Material for this exercise:
========================================================================

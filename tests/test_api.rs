//! HTTP API flows exercised through warp's test client

mod test_helpers;

use mqtt_http_bridge::api::routes;
use mqtt_http_bridge::subscription::SubscriptionService;
use serde_json::{json, Value};
use std::sync::Arc;
use test_helpers::memory_service;
use warp::http::StatusCode;

struct Reply {
    status: StatusCode,
    body: Value,
}

async fn call(
    service: &Arc<SubscriptionService>,
    method: &str,
    path: &str,
    body: Option<Value>,
) -> Reply {
    let mut request = warp::test::request().method(method).path(path);
    if let Some(body) = body {
        request = request.json(&body);
    }
    let response = request
        .reply(&routes(Arc::clone(service), Arc::default()))
        .await;
    Reply {
        status: response.status(),
        body: serde_json::from_slice(response.body()).unwrap_or(Value::Null),
    }
}

fn lamp() -> Value {
    json!({
        "name": "Lamp",
        "topic": "home/lamp",
        "method": "POST",
        "url": "http://localhost/lamp",
        "headers": {"Authorization": "Bearer {{global.token}}"},
        "body": "{{ meta.payload }}"
    })
}

#[tokio::test]
async fn test_subscription_crud() {
    let service = memory_service();

    let created = call(&service, "POST", "/api/v1/subscriptions", Some(lamp())).await;
    assert_eq!(created.status, StatusCode::CREATED);
    let id = created.body["subscription"]["id"].as_str().unwrap().to_string();
    assert_eq!(created.body["subscription"]["bodyTemplate"], "{{ meta.payload }}");

    let fetched = call(&service, "GET", &format!("/api/v1/subscriptions/{id}"), None).await;
    assert_eq!(fetched.status, StatusCode::OK);
    assert_eq!(fetched.body["subscription"]["name"], "Lamp");

    let mut changed = lamp();
    changed["url"] = json!("http://localhost/changed");
    let updated = call(
        &service,
        "PUT",
        &format!("/api/v1/subscriptions/{id}"),
        Some(changed),
    )
    .await;
    assert_eq!(updated.status, StatusCode::OK);
    assert_eq!(updated.body["subscription"]["id"], id.as_str());
    assert_eq!(updated.body["subscription"]["url"], "http://localhost/changed");

    let listed = call(&service, "GET", "/api/v1/subscriptions", None).await;
    assert_eq!(listed.body["subscriptions"].as_array().unwrap().len(), 1);

    let deleted = call(&service, "DELETE", &format!("/api/v1/subscriptions/{id}"), None).await;
    assert_eq!(deleted.status, StatusCode::OK);
    assert_eq!(deleted.body, json!({"status": "success"}));

    let missing = call(&service, "GET", &format!("/api/v1/subscriptions/{id}"), None).await;
    assert_eq!(missing.status, StatusCode::NOT_FOUND);
    assert!(missing.body["error"]
        .as_str()
        .unwrap()
        .starts_with("failed to get subscription:"));
}

#[tokio::test]
async fn test_invalid_subscription_lists_field_errors() {
    let service = memory_service();

    let response = call(
        &service,
        "POST",
        "/api/v1/subscriptions",
        Some(json!({"name": "x", "topic": "a/b", "method": "TRACE"})),
    )
    .await;
    assert_eq!(response.status, StatusCode::BAD_REQUEST);
    assert_eq!(
        response.body["error"],
        json!([
            "Field 'method' must be one of GET POST PUT PATCH DELETE",
            "Field 'url' cannot be blank"
        ])
    );
}

#[tokio::test]
async fn test_update_unknown_subscription_is_not_found() {
    let service = memory_service();
    let response = call(&service, "PUT", "/api/v1/subscriptions/nope", Some(lamp())).await;
    assert_eq!(response.status, StatusCode::NOT_FOUND);
}

#[tokio::test]
async fn test_template_lifecycle_and_instantiation() {
    let service = memory_service();

    let template = json!({
        "name": "Button {{tpl.instanceId}}",
        "topic": "zigbee2mqtt/button-{{tpl.instanceId}}",
        "method": "POST",
        "url": "http://localhost/buttons",
        "requiredParameters": ["instanceId"]
    });
    let created = call(&service, "POST", "/api/v1/subscription-templates", Some(template)).await;
    assert_eq!(created.status, StatusCode::CREATED);
    let template_id = created.body["subscriptionTemplate"]["id"]
        .as_str()
        .unwrap()
        .to_string();
    assert_eq!(
        created.body["subscriptionTemplate"]["requiredParameters"],
        json!(["instanceId"])
    );

    let listed = call(&service, "GET", "/api/v1/subscription-templates", None).await;
    assert_eq!(
        listed.body["subscriptionTemplates"].as_array().unwrap().len(),
        1
    );

    let instantiate = format!("/api/v1/subscription-templates/{template_id}/subscriptions");
    let missing = call(&service, "POST", &instantiate, Some(json!({"parameters": {}}))).await;
    assert_eq!(missing.status, StatusCode::BAD_REQUEST);
    assert!(missing.body["error"]
        .as_str()
        .unwrap()
        .contains("missing required parameters: instanceId"));

    let derived = call(
        &service,
        "POST",
        &instantiate,
        Some(json!({"parameters": {"instanceId": "001"}})),
    )
    .await;
    assert_eq!(derived.status, StatusCode::CREATED);
    assert_eq!(derived.body["subscription"]["templateId"], template_id.as_str());

    let subs = call(&service, "GET", "/api/v1/subscriptions", None).await;
    assert_eq!(subs.body["subscriptions"][0]["name"], "Button 001");
    assert_eq!(
        subs.body["subscriptions"][0]["topic"],
        "zigbee2mqtt/button-001"
    );

    let deleted = call(
        &service,
        "DELETE",
        &format!("/api/v1/subscription-templates/{template_id}"),
        None,
    )
    .await;
    assert_eq!(deleted.status, StatusCode::OK);

    let gone = call(
        &service,
        "GET",
        &format!("/api/v1/subscription-templates/{template_id}"),
        None,
    )
    .await;
    assert_eq!(gone.status, StatusCode::NOT_FOUND);
}

#[tokio::test]
async fn test_template_requires_parameter_list() {
    let service = memory_service();
    let response = call(&service, "POST", "/api/v1/subscription-templates", Some(lamp())).await;
    assert_eq!(response.status, StatusCode::BAD_REQUEST);
    assert_eq!(
        response.body["error"],
        "Field 'requiredParameters' cannot be blank"
    );
}

#[tokio::test]
async fn test_instantiating_unknown_template_is_not_found() {
    let service = memory_service();
    let response = call(
        &service,
        "POST",
        "/api/v1/subscription-templates/nope/subscriptions",
        Some(json!({"parameters": {}})),
    )
    .await;
    assert_eq!(response.status, StatusCode::NOT_FOUND);
}

#[tokio::test]
async fn test_global_parameters() {
    let service = memory_service();

    let set = call(
        &service,
        "POST",
        "/api/v1/global-parameters",
        Some(json!({"parameter": "token", "value": "abc"})),
    )
    .await;
    assert_eq!(set.status, StatusCode::OK);
    assert_eq!(set.body, json!({"status": "ok"}));

    let listed = call(&service, "GET", "/api/v1/global-parameters", None).await;
    assert_eq!(listed.body, json!({"parameters": {"token": "abc"}}));

    let bad = call(
        &service,
        "POST",
        "/api/v1/global-parameters",
        Some(json!({"parameter": "bad key", "value": "x"})),
    )
    .await;
    assert_eq!(bad.status, StatusCode::BAD_REQUEST);

    let blank = call(
        &service,
        "POST",
        "/api/v1/global-parameters",
        Some(json!({"parameter": "token"})),
    )
    .await;
    assert_eq!(blank.status, StatusCode::BAD_REQUEST);
    assert_eq!(blank.body["error"], "Field 'value' cannot be blank");

    let deleted = call(&service, "DELETE", "/api/v1/global-parameters/token", None).await;
    assert_eq!(deleted.status, StatusCode::OK);
    let listed = call(&service, "GET", "/api/v1/global-parameters", None).await;
    assert_eq!(listed.body, json!({"parameters": {}}));
}

#[tokio::test]
async fn test_validate_reports_expression_errors() {
    let service = memory_service();

    let ok = call(
        &service,
        "POST",
        "/api/v1/validate",
        Some(json!({"type": "template", "subject": "{{ meta.topic }}"})),
    )
    .await;
    assert_eq!(ok.body, json!({}));

    let bad = call(
        &service,
        "POST",
        "/api/v1/validate",
        Some(json!({"type": "jsonata", "subject": "extract.action = "})),
    )
    .await;
    assert_eq!(bad.status, StatusCode::OK);
    assert!(bad.body["error"]
        .as_str()
        .unwrap()
        .starts_with("invalid jsonata:"));
}

#[tokio::test]
async fn test_unknown_method_on_known_path_is_json_404() {
    let service = memory_service();
    let response = call(&service, "PATCH", "/api/v1/subscriptions", None).await;
    assert_eq!(response.status, StatusCode::NOT_FOUND);
    assert_eq!(response.body, json!({"error": "Not Found"}));
}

========================================================================

Copy each line of the data above that holds "type".

        Some(json!({"type": "template", "subject": "{{ meta.topic }}"})),
        Some(json!({"type": "jsonata", "subject": "extract.action = "})),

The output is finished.